> What you need to do:
Report how many lines in the data include "super", with the number as the only reply.
Dataset entries Start Marker
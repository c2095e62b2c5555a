//! Selector evaluation over a model's neighbor index

use super::ast::{Direction, NeighborStep, Step};
use super::attribute::{matches_attribute, matches_scoped};
use crate::domain::{
    Model, NeighborIndex, NeighborProvider, RelationshipType, Shape, ShapeId, ShapeType,
};
use std::collections::{BTreeSet, VecDeque};

pub(crate) type ShapeSet<'m> = BTreeSet<&'m ShapeId>;

pub(crate) struct Evaluator<'m> {
    model: &'m Model,
    index: NeighborIndex<'m>,
}

impl<'m> Evaluator<'m> {
    pub(crate) fn new(model: &'m Model, trait_relationships: bool) -> Self {
        let provider = if trait_relationships {
            NeighborProvider::with_trait_relationships(model)
        } else {
            NeighborProvider::new(model)
        };
        Self {
            model,
            index: NeighborIndex::new(&provider),
        }
    }

    pub(crate) fn all_shapes(&self) -> ShapeSet<'m> {
        self.model.shape_ids().collect()
    }

    fn shape(&self, id: &ShapeId) -> Option<&'m Shape> {
        self.model.get_shape(id)
    }

    pub(crate) fn eval(&self, steps: &[Step], input: ShapeSet<'m>) -> ShapeSet<'m> {
        steps
            .iter()
            .fold(input, |shapes, step| self.apply(step, shapes))
    }

    fn filter(&self, input: ShapeSet<'m>, predicate: impl Fn(&Shape) -> bool) -> ShapeSet<'m> {
        input
            .into_iter()
            .filter(|id| self.shape(id).is_some_and(&predicate))
            .collect()
    }

    /// True if `steps` yields anything when applied to `id` alone
    fn yields(&self, steps: &[Step], id: &'m ShapeId) -> bool {
        !self.eval(steps, BTreeSet::from([id])).is_empty()
    }

    fn apply(&self, step: &Step, input: ShapeSet<'m>) -> ShapeSet<'m> {
        match step {
            Step::Type(filter) => self.filter(input, |s| filter.matches(s.shape_type())),
            Step::Attribute(filter) => self.filter(input, |s| matches_attribute(s, filter)),
            Step::ScopedAttribute(filter) => self.filter(input, |s| matches_scoped(s, filter)),
            Step::Neighbor(neighbor) => input
                .into_iter()
                .flat_map(|id| self.neighbors(id, neighbor))
                .collect(),
            Step::Recursive => input
                .into_iter()
                .flat_map(|id| self.closure(id))
                .collect(),
            Step::Is(alternatives) => alternatives
                .iter()
                .flat_map(|steps| self.eval(steps, input.clone()))
                .collect(),
            Step::Not(steps) => input
                .into_iter()
                .filter(|id| !self.yields(steps, *id))
                .collect(),
            Step::Test(alternatives) => input
                .into_iter()
                .filter(|id| alternatives.iter().any(|steps| self.yields(steps, *id)))
                .collect(),
            Step::TopDown {
                qualifier,
                disqualifier,
            } => {
                let mut out = BTreeSet::new();
                let roots = self.filter(input, |s| {
                    matches!(
                        s.shape_type(),
                        ShapeType::Service | ShapeType::Resource | ShapeType::Operation
                    )
                });
                for id in roots {
                    let mut visited = BTreeSet::new();
                    let disqualifier = disqualifier.as_deref();
                    self.top_down(id, false, qualifier, disqualifier, &mut visited, &mut out);
                }
                out
            }
        }
    }

    fn neighbors(&self, id: &'m ShapeId, step: &NeighborStep) -> Vec<&'m ShapeId> {
        match step.direction {
            Direction::Forward => self
                .index
                .outgoing(id)
                .iter()
                .filter(|rel| step.accepts(rel.relationship_type))
                .filter_map(|rel| rel.neighbor.map(Shape::id))
                .collect(),
            Direction::Reverse => self
                .index
                .incoming(id)
                .iter()
                .filter(|rel| step.accepts(rel.relationship_type))
                .map(|rel| rel.shape.id())
                .collect(),
        }
    }

    /// Every shape reachable from `root` through directed relationships
    fn closure(&self, root: &'m ShapeId) -> ShapeSet<'m> {
        let any = NeighborStep {
            direction: Direction::Forward,
            labels: Vec::new(),
        };
        let mut visited: ShapeSet<'m> = BTreeSet::new();
        let mut queue: VecDeque<&'m ShapeId> = VecDeque::from([root]);
        while let Some(id) = queue.pop_front() {
            for next in self.neighbors(id, &any) {
                if visited.insert(next) {
                    queue.push_back(next);
                }
            }
        }
        visited
    }

    /// Walks service, resource and operation bindings from `id`, emitting
    /// shapes while the qualifier holds and no disqualifier has matched
    fn top_down(
        &self,
        id: &'m ShapeId,
        qualified: bool,
        qualifier: &[Step],
        disqualifier: Option<&[Step]>,
        visited: &mut ShapeSet<'m>,
        out: &mut ShapeSet<'m>,
    ) {
        if !visited.insert(id) {
            return;
        }
        let mut qualified = qualified || self.yields(qualifier, id);
        if qualified && disqualifier.is_some_and(|steps| self.yields(steps, id)) {
            qualified = false;
        }
        if qualified {
            out.insert(id);
        }
        let children: Vec<&'m ShapeId> = self
            .index
            .outgoing(id)
            .iter()
            .filter(|rel| {
                matches!(
                    rel.relationship_type,
                    RelationshipType::Resource | RelationshipType::Operation
                )
            })
            .filter_map(|rel| rel.neighbor.map(Shape::id))
            .filter(|child| *child != id)
            .collect();
        for child in children {
            self.top_down(child, qualified, qualifier, disqualifier, visited, out);
        }
    }
}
Dataset entries End Marker
> Task solution:
2